LA YOYOBA / OPINIÓN

El instinto maternal y otros arrumacos

3/02/2017 - 

La filósofa feminista Elisabeth Badinter se preguntaba en los años ochenta si el amor maternal existe o es una construcción cultural que sufre los vaivenes de los intereses sociales de cada época. Reconozco que su argumentación me dejó perpleja porque puso sobre antes mis ojos cuestiones que nunca antes me había planteado sobre la maternidad. Badinter, igual que lo hiciera años atrás Simone de Beauvoir, sostenía, entre otras cosas, que el instinto maternal es un mito cimentado sobre la asimilación del binomio hembra-mujer. Pero las mujeres, afortunadamente, somos seres más complejos que hembras humanas cuyo objetivo primordial es perpetuar la especie a través de la reproducción y el cuidado de las crías.

La universalización del amor maternal, tal y como lo entendemos en la actualidad, es un fenómeno relativamente moderno. Lo mismo sucede con la entronización de la infancia y si no, conviene que releamos a San Agustín y su argumentación sobre la niñez como prueba manifiesta del pecado original. Durante siglos, el alejamiento físico entre las madres y su prole fue un comportamiento socialmente admitido entre las clases pudientes e imitado por las clases medias urbanas como símbolo de estatus económico. Quien podía se pagaba una nodriza, una nanny o una institutriz y reprimía su “instinto maternal innato” en pro de una familia de bien.  Hasta hace poco, las reinas de todos los tronos han debido de ser muy malas madres. O quizá es que el amor maternal solo sea cosa de mujeres pobres y plebeyas. Como el amor romántico, por mucho que reneguemos hoy de los matrimonios por conveniencia.

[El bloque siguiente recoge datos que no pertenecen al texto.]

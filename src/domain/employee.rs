//! Employee domain entity and related types.

use chrono::{DateTime, NaiveDate, Utc};
use serde::{Deserialize, Serialize};
use utoipa::ToSchema;
use uuid::Uuid;

/// Employee record
#[derive(Debug, Clone, Serialize, Deserialize)]
pub struct Employee {
    pub id: Uuid,
    pub first_name: String,
    pub last_name: String,
    pub email: String,
    pub gender: String,
    pub designation: String,
    pub salary: f64,
    pub date_of_joining: NaiveDate,
    pub department: String,
    /// Optional photo reference/URL
    pub employee_photo: Option<String>,
    pub created_at: DateTime<Utc>,
    pub updated_at: DateTime<Utc>,
}

/// Fields required to create a new employee record
#[derive(Debug, Clone, Deserialize)]
pub struct NewEmployee {
    pub first_name: String,
    pub last_name: String,
    pub email: String,
    pub gender: String,
    pub designation: String,
    pub salary: f64,
    pub date_of_joining: NaiveDate,
    pub department: String,
    pub employee_photo: Option<String>,
}

/// Partial update of an employee record.
///
/// A `None` field means "not supplied". Whether a `Some` value is applied
/// is decided by [`UpdateEmployee::retain_truthy`]: a supplied value equal
/// to its falsy default (empty string, zero salary) is treated the same as
/// an omitted field and leaves the stored value unchanged.
#[derive(Debug, Clone, Default, Deserialize)]
pub struct UpdateEmployee {
    pub first_name: Option<String>,
    pub last_name: Option<String>,
    pub email: Option<String>,
    pub gender: Option<String>,
    pub designation: Option<String>,
    pub salary: Option<f64>,
    pub date_of_joining: Option<NaiveDate>,
    pub department: Option<String>,
    pub employee_photo: Option<String>,
}

impl UpdateEmployee {
    /// Drop supplied-but-falsy fields.
    ///
    /// Strings count as supplied only when non-empty, salary only when
    /// non-zero. A date is applied whenever present, as the type admits
    /// no falsy value.
    pub fn retain_truthy(self) -> Self {
        Self {
            first_name: retained(self.first_name),
            last_name: retained(self.last_name),
            email: retained(self.email),
            gender: retained(self.gender),
            designation: retained(self.designation),
            salary: self.salary.filter(|salary| *salary != 0.0),
            date_of_joining: self.date_of_joining,
            department: retained(self.department),
            employee_photo: retained(self.employee_photo),
        }
    }
}

fn retained(field: Option<String>) -> Option<String> {
    field.filter(|value| !value.is_empty())
}

/// Employee response (client-facing shape)
#[derive(Debug, Clone, Serialize, ToSchema)]
pub struct EmployeeResponse {
    /// Unique employee identifier
    #[schema(example = "550e8400-e29b-41d4-a716-446655440000")]
    pub id: Uuid,
    #[schema(example = "Ada")]
    pub first_name: String,
    #[schema(example = "Lovelace")]
    pub last_name: String,
    #[schema(example = "ada@example.com")]
    pub email: String,
    #[schema(example = "Female")]
    pub gender: String,
    #[schema(example = "Engineer")]
    pub designation: String,
    #[schema(example = 90000.0)]
    pub salary: f64,
    pub date_of_joining: NaiveDate,
    #[schema(example = "Engineering")]
    pub department: String,
    #[serde(skip_serializing_if = "Option::is_none")]
    pub employee_photo: Option<String>,
    pub created_at: DateTime<Utc>,
    pub updated_at: DateTime<Utc>,
}

impl From<Employee> for EmployeeResponse {
    fn from(employee: Employee) -> Self {
        Self {
            id: employee.id,
            first_name: employee.first_name,
            last_name: employee.last_name,
            email: employee.email,
            gender: employee.gender,
            designation: employee.designation,
            salary: employee.salary,
            date_of_joining: employee.date_of_joining,
            department: employee.department,
            employee_photo: employee.employee_photo,
            created_at: employee.created_at,
            updated_at: employee.updated_at,
        }
    }
}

Sea como fuere, parece que últimamente el debate vuelve a estar en el candelero. La película Bad Moms, independientemente de la frivolidad con que trata el asunto, trajo a colación los sentimientos de culpa que atenazan a las mujeres que no cumplen los requisitos que se les suponen a las madres perfectas. El blog clubdemalasmadres.com ha convertido a su fundadora, Laura Baena, en una de las influencers  más reconocidas de España, con miles de seguidores en todos sus perfiles en redes sociales. Mujeres a las que admiro como Rosa Montero o Rosa Mª Calaf se han pronunciado abiertamente sobre su íntima decisión de no ser madres sin que por ello haya disminuído un àpice su femineidad. Otras, como Luz Sánchez-Mellado o Samanta Villar se proclaman abiertamente “hipomadres” o “malasmadres” sin temor a la lapidación pública por parte de quienes consideran que la maternidad es un regalo de la naturaleza. Un dulce regalo que puede estar envenenado.

Yo soy madre. Ignoro si buena, mala o mediopensionista. La vida te trastea y un buen día amaneces preñada sin paloma ni nada. ¿Cómo saber que ha surgido en ti un instinto que te habilita para amamantar, cambiar pañales, enjuagar lágrimas, limpiar mocos, hacer trabajos manuales, aficionarte a las piscinas de bolas, mediar en riñas de patio, educar en valores, corregir faltas de ortografía o asesorar en amoríos venideros? Pues no lo sabes. Te lanzas a la piscina y nadas. Sin más instinto que el de sobrevivir en una sociedad que demanda superwomen mientras que solo oferta trabajos precarios sin redes de seguridad maternal. Una temeridad, vaya. Y encima, ni siquiera entré en el lote de las beneficiarias del cheque bebé de Zapatero, que ya es mala suerte. Pero bueno, ahora que los hombres están reclamando el instinto paternal, con sus bajas por paternidad y la legalización de la paternidad subrogada, veremos cuántos héroes se animan a practicar la “maravillosa” aventura de conciliar. Y que conste que yo ya tengo mi héroe. Por cierto, si alguien tiene mi libro de la Badinter, que me lo devuelva.